§ **What to do**:
Pick out all lines of the entries that include the word "always" and copy them.

#####

#[cfg(test)]
mod tests {
    use super::*;
    use crate::linear_region::LinearRegion;
    use crate::prng::Prng;

    /// Region double that replays scripted values and records what it was fed.
    #[derive(Debug, Default)]
    struct RecordingRegion {
        input_len: usize,
        values: Vec<f32>,
        prediction: Vec<f32>,
        begins: usize,
        inputs: Vec<Vec<f32>>,
        cell_alphas: Vec<f32>,
        errors: Vec<f32>,
        targets: Vec<Vec<f32>>,
    }

    impl RecordingRegion {
        fn new(prediction: &[f32], values: &[f32]) -> Self {
            Self {
                input_len: prediction.len(),
                values: values.to_vec(),
                prediction: prediction.to_vec(),
                ..Default::default()
            }
        }
    }

    impl Region for RecordingRegion {
        fn create_random<R: RandomSource + ?Sized>(
            topology: &RegionTopology,
            _ranges: &ParameterRanges,
            depth: usize,
            _rng: &mut R,
        ) -> Result<Self> {
            assert_eq!(depth, REGION_DEPTH);
            Ok(Self::new(&vec![0.0; topology.input_len()], &[0.0]))
        }

        fn input_len(&self) -> usize {
            self.input_len
        }

        fn step_begin(&mut self) {
            self.begins += 1;
        }

        fn get_output<R: RandomSource + ?Sized>(
            &mut self,
            input: &[f32],
            output: &mut [f32],
            _mask: Option<&[bool]>,
            _params: &OutputParams,
            _rng: &mut R,
        ) -> Result<()> {
            let idx = self.inputs.len() % self.values.len();
            output[0] = self.values[idx];
            self.inputs.push(input.to_vec());
            Ok(())
        }

        fn get_prediction(&self, action: &mut [f32]) -> Result<()> {
            action.copy_from_slice(&self.prediction);
            Ok(())
        }

        fn learn_traces(
            &mut self,
            action: &[f32],
            _output: &[f32],
            _mask: Option<&[bool]>,
            error: &[f32],
            _weight_alphas: &[f32],
            params: &TraceParams,
            _output_lambdas: &[f32],
        ) -> Result<()> {
            self.cell_alphas.push(params.cell_alpha);
            self.errors.push(error[0]);
            self.targets.push(action.to_vec());
            Ok(())
        }
    }

    fn quiet_params() -> ControllerParams {
        ControllerParams::default()
            .with_exploration(0.0, 0.0)
            .with_td(0.0, 0.9, 1.0)
    }

    #[test]
    fn create_random_zeroes_rolling_state() {
        let mut rng = Prng::new(1);
        let topology = RegionTopology::with_input(3, 2);
        let ctl: Controller<RecordingRegion> =
            Controller::create_random(&topology, &ParameterRanges::default(), &mut rng).unwrap();
        assert_eq!(ctl.prev_value(), 0.0);
        assert_eq!(ctl.prev_prediction(), &[0.0; 6]);
        assert_eq!(ctl.ticks(), 0);
        assert!(ctl.last_report().is_none());
    }

    #[test]
    fn unmasked_input_reaches_region_unchanged() {
        let mut ctl = Controller::from_region(RecordingRegion::new(&[0.3, -0.2, 0.9], &[0.5]));
        let mut rng = Prng::new(2);
        let mut action = [0.0; 3];
        let params = ControllerParams::default();

        let inputs = [[0.1, 0.2, 0.3], [-7.5, 1e-7, 3.25], [0.0, -0.0, 42.0]];
        for input in &inputs {
            ctl.step(1.0, input, &[false; 3], &mut action, &params, &mut rng)
                .unwrap();
        }

        for (fed, raw) in ctl.region().inputs.iter().zip(&inputs) {
            let fed: Vec<u32> = fed.iter().map(|x| x.to_bits()).collect();
            let raw: Vec<u32> = raw.iter().map(|x| x.to_bits()).collect();
            assert_eq!(fed, raw);
        }
        assert_eq!(ctl.region().begins, 3);
    }

    #[test]
    fn masked_slots_carry_previous_action() {
        let mut ctl = Controller::from_region(RecordingRegion::new(&[0.25, 0.75], &[0.0]));
        let mut rng = Prng::new(3);
        let mut action = [0.0; 2];
        let params = quiet_params();
        let mask = [false, true];

        ctl.step(0.0, &[1.0, 9.0], &mask, &mut action, &params, &mut rng)
            .unwrap();
        ctl.step(0.0, &[2.0, 9.0], &mask, &mut action, &params, &mut rng)
            .unwrap();

        let fed = &ctl.region().inputs;
        assert_eq!(fed[0], vec![1.0, 0.0]);
        // No exploration noise: the emitted action equals the prediction.
        assert_eq!(fed[1], vec![2.0, 0.75]);
        assert_eq!(ctl.prev_prediction(), &[0.25, 0.75]);
    }

    #[test]
    fn exploration_only_touches_masked_entries_and_stays_bounded() {
        let mut ctl =
            Controller::from_region(RecordingRegion::new(&[5.0, -3.0, 0.5, 2.0], &[0.1]));
        let mut rng = Prng::new(4);
        let mut action = [0.0; 4];
        let mask = [true, true, true, false];
        let params = ControllerParams::default().with_exploration(0.3, 2.0);

        for _ in 0..500 {
            ctl.step(0.5, &[0.0; 4], &mask, &mut action, &params, &mut rng)
                .unwrap();
            for (a, &m) in action.iter().zip(&mask) {
                if m {
                    assert!((-1.0..=1.0).contains(a), "masked action {a}");
                }
            }
            assert_eq!(action[3], 2.0);
        }
    }

    #[test]
    fn certain_break_ignores_the_prediction() {
        let mut ctl = Controller::from_region(RecordingRegion::new(&[0.5; 8], &[0.0]));
        let mut rng = Prng::new(5);
        let mut action = [0.0; 8];
        let params = ControllerParams::default().with_exploration(1.0, 0.0);

        ctl.step(0.0, &[0.0; 8], &[true; 8], &mut action, &params, &mut rng)
            .unwrap();
        assert!(action.iter().all(|a| (-1.0..1.0).contains(a)));
        assert!(action.iter().any(|&a| a != 0.5));
    }

    #[test]
    fn td_update_uses_raw_value_for_bootstrap() {
        let mut ctl = Controller::from_region(RecordingRegion::new(&[0.0], &[2.0, 3.0]));
        let mut rng = Prng::new(6);
        let mut action = [0.0];
        let params = ControllerParams::default()
            .with_exploration(0.0, 0.0)
            .with_td(0.5, 0.9, 0.5);

        // new_adv = 0 + 0.5 * (1 + 0.5*2 - 0) = 1
        let r1 = ctl
            .step(1.0, &[0.0], &[false], &mut action, &params, &mut rng)
            .unwrap();
        assert_eq!(r1.value, 2.0);
        assert_eq!(r1.new_adv, 1.0);
        assert_eq!(r1.td_error, 1.0);
        assert_eq!(ctl.prev_value(), 2.0);

        // new_adv = 2 + 0.5 * (1 + 0.5*3 - 2) = 2.25
        let r2 = ctl
            .step(1.0, &[0.0], &[false], &mut action, &params, &mut rng)
            .unwrap();
        assert_eq!(r2.new_adv, 2.25);
        assert_eq!(r2.td_error, 0.25);
        assert_eq!(ctl.prev_value(), 3.0);
        assert_eq!(ctl.region().errors, vec![1.0, 0.25]);
        assert_eq!(ctl.last_report(), Some(&r2));
    }

    #[test]
    fn cell_rate_is_gated_by_td_sign() {
        let mut ctl = Controller::from_region(RecordingRegion::new(&[0.0, 0.0], &[0.0]));
        let mut rng = Prng::new(7);
        let mut action = [0.0; 2];
        let mut params = quiet_params();
        params.trace.cell_alpha = 0.125;

        // gamma = 0, tau_inv = 1, value always 0: td_error == reward.
        for reward in [1.0, -1.0, 0.0, 0.5, -0.25] {
            let report = ctl
                .step(reward, &[0.0; 2], &[true, false], &mut action, &params, &mut rng)
                .unwrap();
            if report.td_error > 0.0 {
                assert_eq!(report.cell_alpha, 0.125);
            } else {
                assert_eq!(report.cell_alpha, 0.0);
            }
        }
        assert_eq!(ctl.region().cell_alphas, vec![0.125, 0.0, 0.0, 0.125, 0.0]);
    }

    #[test]
    fn region_trains_toward_the_explored_action() {
        let mut ctl = Controller::from_region(RecordingRegion::new(&[0.2, 0.2], &[0.0]));
        let mut rng = Prng::new(8);
        let mut action = [0.0; 2];
        let params = ControllerParams::default().with_exploration(0.5, 0.3);

        ctl.step(1.0, &[0.0; 2], &[true, false], &mut action, &params, &mut rng)
            .unwrap();
        assert_eq!(ctl.region().targets[0], action.to_vec());
    }

    #[test]
    fn seeded_runs_are_bit_identical() {
        let topology = RegionTopology::with_input(4, 1);
        let ranges = ParameterRanges::default();
        let params = ControllerParams::default().with_exploration(0.1, 0.2);
        let mask = [false, false, true, true];

        let run = || {
            let mut rng = Prng::new(77);
            let mut ctl: Controller<LinearRegion> =
                Controller::create_random(&topology, &ranges, &mut rng).unwrap();
            let mut action = [0.0; 4];
            let mut trace = Vec::new();
            for t in 0..200 {
                let x = (t as f32 * 0.1).sin();
                let reward = -(x - action[2]).abs();
                let report = ctl
                    .step(reward, &[x, 1.0, 0.0, 0.0], &mask, &mut action, &params, &mut rng)
                    .unwrap();
                trace.push(report.new_adv.to_bits());
                trace.extend(action.iter().map(|a| a.to_bits()));
            }
            trace
        };

        assert_eq!(run(), run());
    }

    #[test]
    fn mismatched_lengths_are_rejected() {
        let mut ctl = Controller::from_region(RecordingRegion::new(&[0.0; 3], &[0.0]));
        let mut rng = Prng::new(9);
        let params = ControllerParams::default();

        let mut action = [0.0; 3];
        assert_eq!(
            ctl.step(0.0, &[0.0; 2], &[false; 3], &mut action, &params, &mut rng),
            Err(Error::DimensionMismatch {
                what: "input",
                expected: 3,
                actual: 2
            })
        );
        assert!(matches!(
            ctl.step(0.0, &[0.0; 3], &[false; 4], &mut action, &params, &mut rng),
            Err(Error::DimensionMismatch { what: "action mask", .. })
        ));
        let mut short = [0.0; 1];
        assert!(matches!(
            ctl.step(0.0, &[0.0; 3], &[false; 3], &mut short, &params, &mut rng),
            Err(Error::DimensionMismatch { what: "action", .. })
        ));
        // Rejected calls never reach the region.
        assert_eq!(ctl.region().begins, 0);
        assert_eq!(ctl.ticks(), 0);
    }

    /// Region double whose learning call always fails.
    struct RejectingRegion;

    impl Region for RejectingRegion {
        fn create_random<R: RandomSource + ?Sized>(
            _topology: &RegionTopology,
            _ranges: &ParameterRanges,
            _depth: usize,
            _rng: &mut R,
        ) -> Result<Self> {
            Ok(Self)
        }

        fn input_len(&self) -> usize {
            1
        }

        fn step_begin(&mut self) {}

        fn get_output<R: RandomSource + ?Sized>(
            &mut self,
            _input: &[f32],
            output: &mut [f32],
            _mask: Option<&[bool]>,
            _params: &OutputParams,
            _rng: &mut R,
        ) -> Result<()> {
            output[0] = 5.0;
            Ok(())
        }

        fn get_prediction(&self, action: &mut [f32]) -> Result<()> {
            action[0] = 0.5;
            Ok(())
        }

        fn learn_traces(
            &mut self,
            _action: &[f32],
            _output: &[f32],
            _mask: Option<&[bool]>,
            _error: &[f32],
            _weight_alphas: &[f32],
            _params: &TraceParams,
            _output_lambdas: &[f32],
        ) -> Result<()> {
            Err(Error::Precondition("learning disabled"))
        }
    }

    #[test]
    fn failed_learning_leaves_rolling_state_untouched() {
        let mut ctl = Controller::from_region(RejectingRegion);
        let mut rng = Prng::new(11);
        let mut action = [0.0];

        let err = ctl
            .step(1.0, &[0.0], &[true], &mut action, &quiet_params(), &mut rng)
            .unwrap_err();
        assert_eq!(err, Error::Precondition("learning disabled"));
        assert_eq!(ctl.prev_value(), 0.0);
        assert_eq!(ctl.prev_prediction(), &[0.0]);
        assert_eq!(ctl.ticks(), 0);
        assert!(ctl.last_report().is_none());
    }

    #[test]
    fn gamma_above_one_is_rejected() {
        let mut ctl = Controller::from_region(RecordingRegion::new(&[0.0], &[0.0]));
        let mut rng = Prng::new(12);
        let mut action = [0.0];
        let params = ControllerParams::default().with_td(1.5, 0.9, 0.5);
        assert_eq!(
            ctl.step(0.0, &[0.0], &[false], &mut action, &params, &mut rng),
            Err(Error::InvalidParameter("gamma must be in [0, 1]"))
        );
        assert_eq!(ctl.region().begins, 0);
    }

    #[test]
    fn invalid_params_are_rejected() {
        let mut ctl = Controller::from_region(RecordingRegion::new(&[0.0], &[0.0]));
        let mut rng = Prng::new(10);
        let mut action = [0.0];
        let params = ControllerParams::default().with_td(0.9, 0.9, 0.0);
        assert!(matches!(
            ctl.step(0.0, &[0.0], &[false], &mut action, &params, &mut rng),
            Err(Error::InvalidParameter(_))
        ));
    }
}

#####

§ **Response**:
        // gamma = 0, tau_inv = 1, value always 0: td_error == reward.
    /// Region double whose learning call always fails.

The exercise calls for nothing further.